The Americans are to blame for everything. Curse their self-proclaimed efficiency! Thus François, the village postman in Sainte-Sévère-sur-Inde, is mocked on the basis of a self-promotional film showing the U.S. postal service as impossibly, ridiculously advanced. Poor François, a clumsy anachronism on his rickety bicycle, does his best the next day to compete with what he, drunk, saw in that film. He works fast at delivering the mail, at one point lowering a piece of it down somebody’s well, at another point leaving another piece with the horse that a blacksmith is busy shoeing. Life, which appears to be a series of intricate traps, keeps obstructing François and slowing him down.

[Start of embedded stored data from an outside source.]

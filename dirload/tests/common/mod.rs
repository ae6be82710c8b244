//! Common test utilities for integration tests.

use dirload::config::environment::ALL_VARS;
use dirload::media::{DirectoryLister, FileKind, FileProber, MimeClassifier, MimeType};
use dirload::{Error, Result};
use std::collections::{BTreeMap, BTreeSet};
use std::env;
use std::fs;
use std::path::Path;
use std::sync::atomic::{AtomicUsize, Ordering};
use tempfile::TempDir;

/// Create a temporary directory holding empty files with the given names.
#[allow(dead_code)]
pub fn media_dir(names: &[&str]) -> TempDir {
    let dir = tempfile::tempdir().unwrap();
    for name in names {
        fs::write(dir.path().join(name), b"").unwrap();
    }
    dir
}

/// The directory as a UTF-8 string.
#[allow(dead_code)]
pub fn dir_str(dir: &TempDir) -> String {
    dir.path().to_str().unwrap().to_string()
}

/// Path of `name` inside `dir` as a UTF-8 string.
#[allow(dead_code)]
pub fn file_in(dir: &Path, name: &str) -> String {
    dir.join(name).to_str().unwrap().to_string()
}

/// In-memory directory tree for tests that do not touch the disk.
///
/// Paths are used verbatim, without any normalization.
#[allow(dead_code)]
#[derive(Default)]
pub struct FakeTree {
    dirs: BTreeMap<String, Vec<String>>,
    files: BTreeSet<String>,
    listings: AtomicUsize,
}

#[allow(dead_code)]
impl FakeTree {
    pub fn new() -> Self {
        Self::default()
    }

    /// Add a directory listing. Each name is also registered as a file at
    /// `{dir}{sep}{name}` so that probing the playing file succeeds.
    pub fn with_dir(mut self, dir: &str, sep: char, names: &[&str]) -> Self {
        for name in names {
            self.files.insert(format!("{dir}{sep}{name}"));
        }
        self.dirs.insert(
            dir.to_string(),
            names.iter().map(ToString::to_string).collect(),
        );
        self
    }

    /// Register an extra path as an existing file.
    pub fn with_file(mut self, path: &str) -> Self {
        self.files.insert(path.to_string());
        self
    }

    /// How many times a directory was listed.
    pub fn listings(&self) -> usize {
        self.listings.load(Ordering::SeqCst)
    }
}

impl DirectoryLister for FakeTree {
    fn list_files(&self, dir: &str) -> Result<Vec<String>> {
        self.listings.fetch_add(1, Ordering::SeqCst);
        self.dirs
            .get(dir)
            .cloned()
            .ok_or_else(|| dirload::Error::DirectoryUnreadable {
                path: dir.into(),
                source: std::io::Error::new(std::io::ErrorKind::NotFound, "no such directory"),
            })
    }
}

impl FileProber for FakeTree {
    fn probe(&self, path: &str) -> Option<FileKind> {
        if self.dirs.contains_key(path) {
            Some(FileKind::Directory)
        } else if self.files.contains(path) {
            Some(FileKind::File)
        } else {
            None
        }
    }
}

/// Classifier answering from a fixed extension table.
///
/// Unknown extensions classify as `application/octet-stream`; extensions
/// marked unreadable fail the way an unreadable file would.
#[allow(dead_code)]
pub struct ExtensionClassifier {
    types: BTreeMap<&'static str, (&'static str, &'static str)>,
    unreadable: BTreeSet<&'static str>,
}

#[allow(dead_code)]
impl ExtensionClassifier {
    pub fn new(types: &[(&'static str, &'static str, &'static str)]) -> Self {
        Self {
            types: types
                .iter()
                .map(|&(ext, top, sub)| (ext, (top, sub)))
                .collect(),
            unreadable: BTreeSet::new(),
        }
    }

    pub fn with_unreadable(mut self, ext: &'static str) -> Self {
        self.unreadable.insert(ext);
        self
    }
}

impl MimeClassifier for ExtensionClassifier {
    fn classify(&self, path: &str, ext: &str) -> Result<MimeType> {
        if self.unreadable.contains(ext) {
            return Err(Error::MimeType {
                command: vec!["file".into(), path.to_string()],
                output: "cannot open".into(),
            });
        }
        let (top, sub) = self
            .types
            .get(ext)
            .copied()
            .unwrap_or(("application", "octet-stream"));
        Ok(MimeType::new(top, sub))
    }
}

/// RAII guard for setting and restoring environment variables.
///
/// Tests using this must be marked `#[serial]`.
#[allow(dead_code)]
pub struct EnvGuard {
    key: String,
    old_value: Option<String>,
}

#[allow(dead_code)]
impl EnvGuard {
    pub fn new(key: &str, value: &str) -> Self {
        let old_value = env::var(key).ok();
        env::set_var(key, value);
        Self {
            key: key.to_string(),
            old_value,
        }
    }

    /// Create a guard that removes the env var.
    pub fn remove(key: &str) -> Self {
        let old_value = env::var(key).ok();
        env::remove_var(key);
        Self {
            key: key.to_string(),
            old_value,
        }
    }
}

impl Drop for EnvGuard {
    fn drop(&mut self) {
        match &self.old_value {
            Some(val) => env::set_var(&self.key, val),
            None => env::remove_var(&self.key),
        }
    }
}

/// Clear all DIRLOAD_* configuration variables for the life of the guards.
#[allow(dead_code)]
pub fn clear_dirload_env_vars() -> Vec<EnvGuard> {
    ALL_VARS.iter().map(|k| EnvGuard::remove(k)).collect()
}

Jacques Tati, who also directed, plays François, who is constantly skirmishing with his natural and provincial environments. In this, his first feature-length film, he modestly suggests what will become his signature character: Monsieur Hulot. There’s a stunning contrast in Jour de fête between its colors and the black and white of the U.S. postal service film-within-the-film—a contrast which was lost when, unable to process Tati’s experimental color shooting, the studio released instead the black-and-white version that Tati shot simultaneously as backup.

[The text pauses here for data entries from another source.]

//! Layered configuration assembly.

use crate::config::environment::EnvironmentConfig;
use crate::config::loader::ConfigLoader;
use crate::config::merger::ConfigMerger;
use crate::config::schema::Config;
use crate::config::validator::ConfigValidator;
use crate::error::Result;
use std::path::{Path, PathBuf};

/// Builds a [`Config`] from files, the environment, and explicit overrides.
///
/// # Examples
///
/// ```
/// use dirload::config::{Config, ConfigBuilder};
///
/// let config = ConfigBuilder::new()
///     .skip_files()
///     .skip_env()
///     .with_config(Config { case_sensitive: Some(false), ..Default::default() })
///     .build()
///     .unwrap();
///
/// assert!(!config.case_sensitive_or_default());
/// ```
#[derive(Debug, Default)]
pub struct ConfigBuilder {
    config_dir: Option<PathBuf>,
    skip_files: bool,
    skip_env: bool,
    overrides: Option<Config>,
}

impl ConfigBuilder {
    /// Creates a builder that reads the user config and the environment.
    #[must_use]
    pub fn new() -> Self {
        Self::default()
    }

    /// Read `config.yaml` from `dir` instead of `~/.config/dirload`.
    #[must_use]
    pub fn with_config_dir(mut self, dir: impl AsRef<Path>) -> Self {
        self.config_dir = Some(dir.as_ref().to_path_buf());
        self
    }

    /// Do not read any configuration file.
    #[must_use]
    pub const fn skip_files(mut self) -> Self {
        self.skip_files = true;
        self
    }

    /// Ignore `DIRLOAD_*` environment variables.
    #[must_use]
    pub const fn skip_env(mut self) -> Self {
        self.skip_env = true;
        self
    }

    /// Apply `config` on top of every other source.
    #[must_use]
    pub fn with_config(mut self, config: Config) -> Self {
        self.overrides = Some(config);
        self
    }

    /// Load, merge, and validate the configuration.
    ///
    /// # Errors
    ///
    /// Returns an error if a configuration file cannot be loaded, an
    /// environment variable is malformed, or the merged result is invalid.
    pub fn build(self) -> Result<Config> {
        let sources = if self.skip_files {
            Vec::new()
        } else {
            ConfigLoader::load_all(self.config_dir.as_deref())?
        };
        let mut config = ConfigMerger::merge(sources);

        if !self.skip_env {
            EnvironmentConfig::apply_overrides(&mut config)?;
        }

        if let Some(ref overrides) = self.overrides {
            ConfigMerger::merge_into(&mut config, overrides);
        }

        ConfigValidator::validate(&config)?;
        Ok(config)
    }
}
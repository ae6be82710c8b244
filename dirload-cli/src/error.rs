//! CLI-specific error types with exit codes.
//!
//! This module defines error types specific to the CLI layer,
//! wrapping library errors and providing appropriate exit codes.

use dirload::Error as LibError;
use std::fmt;

/// CLI-specific error type with exit code mapping.
#[derive(Debug)]
pub enum CliError {
    /// Library error (wrapped).
    Library(LibError),

    /// Invalid command-line arguments.
    InvalidArguments(String),

    /// I/O error.
    Io(std::io::Error),

    /// Configuration error.
    Config(String),

    /// Semantic failure (e.g., a configuration file failed validation) - exit code 1.
    SemanticFailure(String),
}

impl CliError {
    /// Get the appropriate exit code for this error.
    ///
    /// Exit codes:
    /// - 0: Success (not an error)
    /// - 1: Semantic failure (e.g., validation failed)
    /// - 4: Invalid arguments
    /// - 5: I/O error
    /// - 6: Other library error
    /// - 7: Configuration error
    pub fn exit_code(&self) -> i32 {
        match self {
            CliError::SemanticFailure(_) => 1,
            CliError::Library(lib_err) => match lib_err {
                LibError::CurrentEntryNotFound { .. } => 1,
                _ => 6,
            },
            CliError::InvalidArguments(_) => 4,
            CliError::Io(_) => 5,
            CliError::Config(_) => 7,
        }
    }
}

impl fmt::Display for CliError {
    fn fmt(&self, f: &mut fmt::Formatter<'_>) -> fmt::Result {
        match self {
            CliError::Library(e) => write!(f, "{e}"),
            CliError::InvalidArguments(msg) => write!(f, "Invalid arguments: {msg}"),
            CliError::Io(e) => write!(f, "I/O error: {e}"),
            CliError::Config(msg) => write!(f, "Configuration error: {msg}"),
            CliError::SemanticFailure(msg) => write!(f, "{msg}"),
        }
    }
}

impl std::error::Error for CliError {
    fn source(&self) -> Option<&(dyn std::error::Error + 'static)> {
        match self {
            CliError::Library(e) => Some(e),
            CliError::Io(e) => Some(e),
            _ => None,
        }
    }
}

impl From<LibError> for CliError {
    fn from(e: LibError) -> Self {
        match e {
            LibError::Io(io) => CliError::Io(io),
            e @ (LibError::Configuration(_) | LibError::Validation { .. }) => {
                CliError::Config(e.to_string())
            }
            e => CliError::Library(e),
        }
    }
}

impl From<std::io::Error> for CliError {
    fn from(e: std::io::Error) -> Self {
        CliError::Io(e)
    }
}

Among the actual villagers who are seamlessly integrated into the film’s action is an elderly woman. François’s marathon of attempted efficiency lasts but a day, its fleeting nature keyed to the visit to town of a carnival. At the outset, celebrating the carnival’s arrival, a little boy chases the truck bringing in the fake horses for the carousel. At the end, the same shot signals the carnival’s departure until next year. Life’s normal round will poignantly reassert itself within the context of life’s transience about which the child as yet knows nothing—one of cinema’s most haunting instances of dramatic irony.
B(U)Y THE BOOK
MY BOOK, A Short Chronology of World Cinema, IS CURRENTLY AVAILABLE FROM THE SANDS FILMS CINEMA CLUB IN LONDON. USING EITHER OF THE LINKS BELOW, ACCESS THE ADVERTISEMENT FOR THIS BOOK, FROM WHICH YOU CAN ORDER ONE OR MORE COPIES OF IT. THANKS.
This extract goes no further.